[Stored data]
★ ★ ★ ★

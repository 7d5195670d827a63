pub mod cams;
pub mod chunks;
pub mod mats;
pub mod players;
pub mod recording;
pub mod system;

pub use cams::*;
pub use chunks::*;
pub use mats::*;
pub use players::*;
pub use recording::*;
pub use system::*;
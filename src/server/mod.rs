pub mod handlers;
pub mod response;
pub mod routes;

pub use routes::create_router;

★ ★ ★ ★

- **What the exercise asks**
Set down every entry once more, exactly as it was written above.

- **Answer space**
repository 7d5195670d827a63
pub mod cams;
pub mod chunks;
pub mod mats;
pub mod players;
pub mod recording;
pub mod system;

pub use cams::*;
pub use chunks::*;
pub use mats::*;
pub use players::*;
pub use recording::*;
pub use system::*;
filename src/server/mod.rs
pub mod handlers;
pub mod response;
pub mod routes;

pub use routes::create_router;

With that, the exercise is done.